A l’intérieur de l’église des travaux seront effectués pour l’installation de tours permettant d’accueillir des plateaux empilés verticalement, dans lesquels, grâce à des lampes DEL, seront cultivés des salades ou des fraises. Ce processus génère une chaleur permettant d’assurer le chauffage de la bâtisse, avec le potentiel d’en exporter dans d’autres bâtiments. Cet aspect écologique, respectueux de la baisse de l’empreinte carbone, pourrait faciliter, selon Inno-3B, l'obtention de subventions pour le financement du projet. 

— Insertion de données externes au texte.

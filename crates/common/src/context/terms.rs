//! Term Extractor - turns a question into graph search terms
//!
//! Provides:
//! - Whitespace/case normalization
//! - Alias canonicalization of known spelling variants
//! - Domain phrase detection from a fixed dictionary
//! - Single-token terms minus stop words

use regex_lite::Regex;
use std::collections::HashSet;
use std::sync::OnceLock;

/// Default number of terms queried per question
pub const DEFAULT_MAX_TERMS: usize = 4;

/// Shortest single token kept as a term
const MIN_TOKEN_LEN: usize = 3;

/// Multi-word domain phrases, in detection order
const DOMAIN_PHRASES: &[&str] = &[
    "hybrid bonding",
    "advanced packaging",
    "direct to wafer",
    "wafer to wafer",
    "die to wafer",
    "chip on wafer",
    "fan out",
    "panel level packaging",
    "thermal expansion",
    "through silicon via",
];

/// Variant spelling -> canonical form, applied once in this order
const ALIASES: &[(&str, &str)] = &[
    ("advance packaging", "advanced packaging"),
    ("hybrid-bonding", "hybrid bonding"),
    ("die-to-wafer", "die to wafer"),
    ("wafer-to-wafer", "wafer to wafer"),
    ("direct-to-wafer", "direct to wafer"),
    ("chip-on-wafer", "chip on wafer"),
    ("fan-out", "fan out"),
    ("d2w", "die to wafer"),
    ("w2w", "wafer to wafer"),
    ("co-wos", "cowos"),
    ("co wo s", "cowos"),
];

// Domain words (defect, warpage, delamination, thermal, ...) stay out of
// this list even when they sound generic.
const STOP_WORDS: &[&str] = &[
    // function words
    "the", "a", "an", "to", "of", "and", "or", "in", "on", "at", "for", "with", "without", "by",
    "from", "into", "is", "are", "was", "were", "be", "been", "being", "that", "this", "these",
    "those", "it", "its", "not", "also", "than", "then", "there", "other",
    "what", "which", "who", "whom", "whose", "how", "why", "when", "where",
    "do", "does", "did", "has", "have", "had",
    // question/imperative filler
    "can", "could", "would", "should", "please", "kindly",
    "you", "your", "yours", "we", "us", "our", "ours", "i", "me", "my", "mine",
    "they", "them", "their", "theirs",
    "find", "show", "list", "several", "some", "any", "many", "much", "more", "most", "few", "lot",
    "need", "face", "related", "about", "around", "regarding", "regards", "regard",
    "best", "good", "main", "key", "type", "types", "way", "ways",
    // generic boilerplate
    "paper", "papers", "problem", "problems", "issue", "issues", "challenge", "challenges",
];

fn token_pattern() -> &'static Regex {
    static TOKEN: OnceLock<Regex> = OnceLock::new();
    TOKEN.get_or_init(|| Regex::new(r"[A-Za-z0-9_]+").unwrap())
}

/// Lowercase, collapse internal whitespace, trim
pub fn normalize(text: &str) -> String {
    text.split_whitespace()
        .collect::<Vec<_>>()
        .join(" ")
        .to_lowercase()
}

/// Extracts ordered, deduplicated search terms from free text
#[derive(Debug, Clone)]
pub struct TermExtractor {
    phrases: Vec<String>,
    aliases: Vec<(String, String)>,
    stop_words: HashSet<String>,
}

impl Default for TermExtractor {
    fn default() -> Self {
        Self {
            phrases: DOMAIN_PHRASES.iter().map(|p| p.to_string()).collect(),
            aliases: ALIASES
                .iter()
                .map(|(from, to)| (from.to_string(), to.to_string()))
                .collect(),
            stop_words: STOP_WORDS.iter().map(|w| w.to_string()).collect(),
        }
    }
}

impl TermExtractor {
    /// Build an extractor over a custom phrase dictionary
    pub fn with_phrases(phrases: &[&str]) -> Self {
        Self {
            phrases: phrases.iter().map(|p| normalize(p)).collect(),
            ..Self::default()
        }
    }

    pub fn is_stop_word(&self, word: &str) -> bool {
        self.stop_words.contains(word)
    }

    /// Replace every known variant with its canonical phrase (single pass)
    pub fn apply_aliases(&self, question: &str) -> String {
        let mut canonical = question.to_string();
        for (from, to) in &self.aliases {
            if canonical.contains(from.as_str()) {
                canonical = canonical.replace(from.as_str(), to);
            }
        }
        canonical
    }

    /// Normalized, alias-canonicalized question text
    pub fn canonicalize(&self, question: &str) -> String {
        self.apply_aliases(&normalize(question))
    }

    /// Phrases first (dictionary order), then single tokens (question order),
    /// deduplicated case-insensitively and capped at `max_terms`.
    pub fn extract(&self, question: &str, max_terms: usize) -> Vec<String> {
        let question = self.canonicalize(question);

        let phrases: Vec<&str> = self
            .phrases
            .iter()
            .map(String::as_str)
            .filter(|phrase| question.contains(phrase))
            .collect();

        // words already carried by a matched phrase are not repeated as tokens
        let phrase_words: HashSet<&str> = phrases
            .iter()
            .flat_map(|phrase| phrase.split(' '))
            .collect();

        let singles = token_pattern()
            .find_iter(&question)
            .map(|m| m.as_str())
            .filter(|token| token.len() >= MIN_TOKEN_LEN)
            .filter(|token| !self.is_stop_word(token))
            .filter(|token| !phrase_words.contains(token));

        let mut seen = HashSet::new();
        phrases
            .into_iter()
            .chain(singles)
            .filter(|term| seen.insert(term.to_lowercase()))
            .take(max_terms)
            .map(str::to_string)
            .collect()
    }
}

/// Extract terms with the built-in dictionaries
pub fn extract_terms(question: &str, max_terms: usize) -> Vec<String> {
    TermExtractor::default().extract(question, max_terms)
}

/// Append extra candidate terms (e.g. from a query rewriter) after `base`,
/// skipping blanks and case-insensitive duplicates.
pub fn merge_terms(base: Vec<String>, extra: &[String]) -> Vec<String> {
    let mut seen: HashSet<String> = base.iter().map(|t| t.to_lowercase()).collect();
    let mut merged = base;
    for term in extra {
        let term = normalize(term);
        if !term.is_empty() && seen.insert(term.clone()) {
            merged.push(term);
        }
    }
    merged
}

#[cfg(test)]
mod tests {
    use super::*;

    const QUESTIONS: &[&str] = &[
        "What is the best bonding temperature?",
        "hybrid bonding die-to-wafer defects",
        "Which papers discuss warpage in Fan-Out panel level packaging?",
        "Advance packaging CTE mismatch and thermal expansion issues",
        "D2W vs W2W alignment accuracy for hybrid-bonding",
        "co-wos interposer delamination",
        "Can you list the problems we face?",
    ];

    #[test]
    fn test_stop_words_removed() {
        assert_eq!(
            extract_terms("What is the best bonding temperature?", DEFAULT_MAX_TERMS),
            vec!["bonding", "temperature"]
        );
    }

    #[test]
    fn test_aliases_then_phrases_first() {
        assert_eq!(
            extract_terms("hybrid bonding die-to-wafer defects", DEFAULT_MAX_TERMS),
            vec!["hybrid bonding", "die to wafer", "defects"]
        );
    }

    #[test]
    fn test_abbreviation_aliases() {
        let terms = extract_terms("D2W vs W2W alignment", 8);
        assert_eq!(terms, vec!["wafer to wafer", "die to wafer", "alignment"]);
    }

    #[test]
    fn test_phrases_precede_single_tokens() {
        let extractor = TermExtractor::default();
        for question in QUESTIONS {
            let terms = extractor.extract(question, 10);
            let first_single = terms.iter().position(|t| !t.contains(' '));
            if let Some(pos) = first_single {
                assert!(
                    terms[pos..].iter().all(|t| !t.contains(' ')),
                    "phrase after token in {terms:?}"
                );
            }
        }
    }

    #[test]
    fn test_never_a_lone_stop_word() {
        let extractor = TermExtractor::default();
        for question in QUESTIONS {
            for term in extractor.extract(question, 10) {
                assert!(!extractor.is_stop_word(&term), "{term} leaked from {question}");
            }
        }
    }

    #[test]
    fn test_bounded_and_unique() {
        let extractor = TermExtractor::default();
        for max_terms in 0..6 {
            for question in QUESTIONS {
                let terms = extractor.extract(question, max_terms);
                assert!(terms.len() <= max_terms);
                let unique: HashSet<String> = terms.iter().map(|t| t.to_lowercase()).collect();
                assert_eq!(unique.len(), terms.len());
            }
        }
        let repeated = extractor.extract("Warpage warpage WARPAGE wafer", 4);
        assert_eq!(repeated, vec!["warpage", "wafer"]);
    }

    #[test]
    fn test_alias_canonicalization_idempotent() {
        let extractor = TermExtractor::default();
        for question in QUESTIONS {
            let once = extractor.canonicalize(question);
            let twice = extractor.canonicalize(&once);
            assert_eq!(once, twice);
        }
    }

    #[test]
    fn test_no_terms_is_empty_not_error() {
        assert!(extract_terms("Can you list the problems we face?", 4).is_empty());
        assert!(extract_terms("   ", 4).is_empty());
    }

    #[test]
    fn test_normalize_collapses_whitespace() {
        assert_eq!(normalize("  Hybrid \t Bonding\n\nYield "), "hybrid bonding yield");
    }

    #[test]
    fn test_custom_phrase_dictionary() {
        let extractor = TermExtractor::with_phrases(&["Copper Pad", "surface roughness"]);
        assert_eq!(
            extractor.extract("copper pad surface roughness after CMP", 4),
            vec!["copper pad", "surface roughness", "after", "cmp"]
        );
    }

    #[test]
    fn test_merge_terms_dedups_case_insensitively() {
        let merged = merge_terms(
            vec!["hybrid bonding".to_string(), "voids".to_string()],
            &["Voids".to_string(), "  Copper  Dishing ".to_string(), "".to_string()],
        );
        assert_eq!(merged, vec!["hybrid bonding", "voids", "copper dishing"]);
    }
}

Modulables selon les besoins du client, les serres verticales auraient le potentiel de générer des retours sur investissements plus ou moins importants, en fonction du nombre de produits cultivés attendus et de la quantité de chaleur à fournir pour chauffer l’édifice. 

D’après les premières estimations, ce projet pourrait exiger plusieurs millions de dollars d’investissements. Cependant, les tours pourraient être montées en près d’une semaine et leur gestion ne requerrait pas plus de cinq à six personnes, avec la possibilité de faire suivre à distance, grâce à l’informatique, la production par un agronome.

Patrimoine Matane, associé à ces démarches, a réussi à financer notamment cette étude grâce au soutien de la MRC et de plusieurs acteurs de la région, dont le Quality Inn & Suites. « C’est un premier pas vers un projet très intéressant qui permettrait d’assurer un avenir à l’église, tout en conservant son caractère patrimonial, ce qui était notre priorité », déclare Raymond Tremblay, président de l’organisme.

Jean Blouin, porte-parole du comité de sauvegarde de l’église a mis en avant le cercle vertueux qu’un tel projet pourrait mettre en place, en récupérant la chaleur produite par le processus de culture pour assurer le chauffage des lieux. Cet hiver, il en a couté 50 000 $ pour financer le chauffage de l’édifice.

Les résultats de l’étude devraient être connus à la fin du mois de mai.